Available records:
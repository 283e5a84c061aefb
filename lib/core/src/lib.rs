pub mod auth;
pub mod error;
pub mod module;
pub mod types;

pub use auth::{Claims, require_admin};
pub use error::ServiceError;
pub use module::Module;
pub use types::{
    ListParams, ListPlan, ListResult, SortOrder, merge_patch, new_id, now_rfc3339, truthy,
};
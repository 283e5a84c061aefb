use serde::Deserialize;

/// Default page size when the request supplies none.
pub const DEFAULT_LIMIT: i64 = 10;

/// Hard cap on the page size to keep result sets bounded.
pub const MAX_LIMIT: i64 = 100;

/// Raw list/query parameters as they arrive on the wire.
///
/// Everything is an optional string: clients send query parameters, and
/// malformed values (`page=abc`, `limit=-3`) must clamp to defaults rather
/// than fail the request. [`ListPlan::build`] performs the normalization.
#[derive(Debug, Clone, Default, Deserialize)]
pub struct ListParams {
    #[serde(default)]
    pub page: Option<String>,

    #[serde(default)]
    pub limit: Option<String>,

    /// Case-insensitive substring search.
    #[serde(default)]
    pub search: Option<String>,

    /// Sort key, enumerated per resource. Unknown values fall back to newest.
    #[serde(default, rename = "sortBy")]
    pub sort_by: Option<String>,

    /// Include soft-deleted rows. Accepts the truthy forms "true" and "1".
    #[serde(default, rename = "includeDeleted")]
    pub include_deleted: Option<String>,
}

/// A single ORDER BY term. Columns come from the per-resource sort table,
/// never from user input.
#[derive(Debug, Clone, Copy, PartialEq, Eq)]
pub struct SortOrder {
    pub column: &'static str,
    pub ascending: bool,
}

impl SortOrder {
    /// Default ordering: newest first.
    pub const NEWEST: SortOrder = SortOrder {
        column: "created_at",
        ascending: false,
    };
}

/// A validated, normalized query plan derived from [`ListParams`].
#[derive(Debug, Clone)]
pub struct ListPlan {
    pub page: i64,
    pub limit: i64,
    pub include_deleted: bool,
    pub search: Option<String>,
    pub order: SortOrder,
}

impl ListPlan {
    /// Normalize raw parameters against a per-resource sort table.
    ///
    /// `sorts` maps a `sortBy` key to `(column, ascending)`; an absent or
    /// unrecognized key falls back to `created_at DESC`.
    pub fn build(params: &ListParams, sorts: &[(&str, &'static str, bool)]) -> ListPlan {
        let page = parse_clamped(params.page.as_deref(), 1);
        let limit = parse_clamped(params.limit.as_deref(), DEFAULT_LIMIT).min(MAX_LIMIT);

        let include_deleted = params
            .include_deleted
            .as_deref()
            .map(truthy)
            .unwrap_or(false);

        let search = params
            .search
            .as_deref()
            .map(str::trim)
            .filter(|s| !s.is_empty())
            .map(String::from);

        let order = params
            .sort_by
            .as_deref()
            .and_then(|key| {
                sorts
                    .iter()
                    .find(|(k, _, _)| *k == key)
                    .map(|(_, column, ascending)| SortOrder {
                        column,
                        ascending: *ascending,
                    })
            })
            .unwrap_or(SortOrder::NEWEST);

        ListPlan {
            page,
            limit,
            include_deleted,
            search,
            order,
        }
    }

    /// Zero-based row offset of the first row on this page.
    pub fn offset(&self) -> i64 {
        (self.page - 1) * self.limit
    }

    /// The sort key that was applied, for echoing back in responses.
    pub fn sort_label(&self, sorts: &[(&str, &'static str, bool)]) -> String {
        sorts
            .iter()
            .find(|(_, column, ascending)| {
                *column == self.order.column && *ascending == self.order.ascending
            })
            .map(|(key, _, _)| (*key).to_string())
            .unwrap_or_else(|| "newest".to_string())
    }
}

/// Result of a paginated list query.
#[derive(Debug, Clone)]
pub struct ListResult<T> {
    pub items: Vec<T>,
    pub total: i64,
    pub page: i64,
    pub limit: i64,
    pub total_pages: i64,
}

impl<T> ListResult<T> {
    pub fn new(items: Vec<T>, total: i64, plan: &ListPlan) -> Self {
        ListResult {
            items,
            total,
            page: plan.page,
            limit: plan.limit,
            total_pages: total_pages(total, plan.limit),
        }
    }
}

/// `ceil(total / limit)`; zero when the result set is empty.
pub fn total_pages(total: i64, limit: i64) -> i64 {
    if limit <= 0 {
        return 0;
    }
    (total + limit - 1) / limit
}

/// Lenient boolean parsing for query parameters: "true" and "1" (in any
/// case) are true, everything else is false.
pub fn truthy(value: &str) -> bool {
    let v = value.trim();
    v.eq_ignore_ascii_case("true") || v == "1"
}

fn parse_clamped(raw: Option<&str>, default: i64) -> i64 {
    raw.and_then(|s| s.trim().parse::<i64>().ok())
        .filter(|n| *n >= 1)
        .unwrap_or(default)
}

/// Generate a new random ID (UUIDv4, no dashes).
pub fn new_id() -> String {
    uuid::Uuid::new_v4().to_string().replace('-', "")
}

/// Get the current time as an RFC 3339 string.
pub fn now_rfc3339() -> String {
    chrono::Utc::now().to_rfc3339()
}

/// Merge a JSON patch into a base value.
///
/// For each key in `patch`:
/// - If the value is `null`, the key is removed from `base`.
/// - Otherwise, the key is set to the patch value.
///
/// This follows RFC 7386 (JSON Merge Patch) semantics.
pub fn merge_patch(base: &mut serde_json::Value, patch: &serde_json::Value) {
    if let (Some(base_obj), Some(patch_obj)) = (base.as_object_mut(), patch.as_object()) {
        for (key, value) in patch_obj {
            if value.is_null() {
                base_obj.remove(key);
            } else if value.is_object() {
                let entry = base_obj
                    .entry(key.clone())
                    .or_insert_with(|| serde_json::Value::Object(serde_json::Map::new()));
                merge_patch(entry, value);
            } else {
                base_obj.insert(key.clone(), value.clone());
            }
        }
    } else {
        *base = patch.clone();
    }
}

What you will do:
Copy out the material above in full.

Solution:
repository 283e5a84c061aefb
filename lib/core/src/lib.rs
pub mod auth;
pub mod error;
pub mod module;
pub mod types;

pub use auth::{Claims, require_admin};
pub use error::ServiceError;
pub use module::Module;
pub use types::{
    ListParams, ListPlan, ListResult, SortOrder, merge_patch, new_id, now_rfc3339, truthy,
};
repository 283e5a84c061aefb
use serde::Deserialize;

/// Default page size when the request supplies none.
pub const DEFAULT_LIMIT: i64 = 10;

/// Hard cap on the page size to keep result sets bounded.
pub const MAX_LIMIT: i64 = 100;

/// Raw list/query parameters as they arrive on the wire.
///
/// Everything is an optional string: clients send query parameters, and
/// malformed values (`page=abc`, `limit=-3`) must clamp to defaults rather
/// than fail the request. [`ListPlan::build`] performs the normalization.
#[derive(Debug, Clone, Default, Deserialize)]
pub struct ListParams {
    #[serde(default)]
    pub page: Option<String>,

    #[serde(default)]
    pub limit: Option<String>,

    /// Case-insensitive substring search.
    #[serde(default)]
    pub search: Option<String>,

    /// Sort key, enumerated per resource. Unknown values fall back to newest.
    #[serde(default, rename = "sortBy")]
    pub sort_by: Option<String>,

    /// Include soft-deleted rows. Accepts the truthy forms "true" and "1".
    #[serde(default, rename = "includeDeleted")]
    pub include_deleted: Option<String>,
}

/// A single ORDER BY term. Columns come from the per-resource sort table,
/// never from user input.
#[derive(Debug, Clone, Copy, PartialEq, Eq)]
pub struct SortOrder {
    pub column: &'static str,
    pub ascending: bool,
}

impl SortOrder {
    /// Default ordering: newest first.
    pub const NEWEST: SortOrder = SortOrder {
        column: "created_at",
        ascending: false,
    };
}

/// A validated, normalized query plan derived from [`ListParams`].
#[derive(Debug, Clone)]
pub struct ListPlan {
    pub page: i64,
    pub limit: i64,
    pub include_deleted: bool,
    pub search: Option<String>,
    pub order: SortOrder,
}

impl ListPlan {
    /// Normalize raw parameters against a per-resource sort table.
    ///
    /// `sorts` maps a `sortBy` key to `(column, ascending)`; an absent or
    /// unrecognized key falls back to `created_at DESC`.
    pub fn build(params: &ListParams, sorts: &[(&str, &'static str, bool)]) -> ListPlan {
        let page = parse_clamped(params.page.as_deref(), 1);
        let limit = parse_clamped(params.limit.as_deref(), DEFAULT_LIMIT).min(MAX_LIMIT);

        let include_deleted = params
            .include_deleted
            .as_deref()
            .map(truthy)
            .unwrap_or(false);

        let search = params
            .search
            .as_deref()
            .map(str::trim)
            .filter(|s| !s.is_empty())
            .map(String::from);

        let order = params
            .sort_by
            .as_deref()
            .and_then(|key| {
                sorts
                    .iter()
                    .find(|(k, _, _)| *k == key)
                    .map(|(_, column, ascending)| SortOrder {
                        column,
                        ascending: *ascending,
                    })
            })
            .unwrap_or(SortOrder::NEWEST);

        ListPlan {
            page,
            limit,
            include_deleted,
            search,
            order,
        }
    }

    /// Zero-based row offset of the first row on this page.
    pub fn offset(&self) -> i64 {
        (self.page - 1) * self.limit
    }

    /// The sort key that was applied, for echoing back in responses.
    pub fn sort_label(&self, sorts: &[(&str, &'static str, bool)]) -> String {
        sorts
            .iter()
            .find(|(_, column, ascending)| {
                *column == self.order.column && *ascending == self.order.ascending
            })
            .map(|(key, _, _)| (*key).to_string())
            .unwrap_or_else(|| "newest".to_string())
    }
}

/// Result of a paginated list query.
#[derive(Debug, Clone)]
pub struct ListResult<T> {
    pub items: Vec<T>,
    pub total: i64,
    pub page: i64,
    pub limit: i64,
    pub total_pages: i64,
}

impl<T> ListResult<T> {
    pub fn new(items: Vec<T>, total: i64, plan: &ListPlan) -> Self {
        ListResult {
            items,
            total,
            page: plan.page,
            limit: plan.limit,
            total_pages: total_pages(total, plan.limit),
        }
    }
}

/// `ceil(total / limit)`; zero when the result set is empty.
pub fn total_pages(total: i64, limit: i64) -> i64 {
    if limit <= 0 {
        return 0;
    }
    (total + limit - 1) / limit
}

/// Lenient boolean parsing for query parameters: "true" and "1" (in any
/// case) are true, everything else is false.
pub fn truthy(value: &str) -> bool {
    let v = value.trim();
    v.eq_ignore_ascii_case("true") || v == "1"
}

fn parse_clamped(raw: Option<&str>, default: i64) -> i64 {
    raw.and_then(|s| s.trim().parse::<i64>().ok())
        .filter(|n| *n >= 1)
        .unwrap_or(default)
}

/// Generate a new random ID (UUIDv4, no dashes).
pub fn new_id() -> String {
    uuid::Uuid::new_v4().to_string().replace('-', "")
}

/// Get the current time as an RFC 3339 string.
pub fn now_rfc3339() -> String {
    chrono::Utc::now().to_rfc3339()
}

/// Merge a JSON patch into a base value.
///
/// For each key in `patch`:
/// - If the value is `null`, the key is removed from `base`.
/// - Otherwise, the key is set to the patch value.
///
/// This follows RFC 7386 (JSON Merge Patch) semantics.
pub fn merge_patch(base: &mut serde_json::Value, patch: &serde_json::Value) {
    if let (Some(base_obj), Some(patch_obj)) = (base.as_object_mut(), patch.as_object()) {
        for (key, value) in patch_obj {
            if value.is_null() {
                base_obj.remove(key);
            } else if value.is_object() {
                let entry = base_obj
                    .entry(key.clone())
                    .or_insert_with(|| serde_json::Value::Object(serde_json::Map::new()));
                merge_patch(entry, value);
            } else {
                base_obj.insert(key.clone(), value.clone());
            }
        }
    } else {
        *base = patch.clone();
    }
}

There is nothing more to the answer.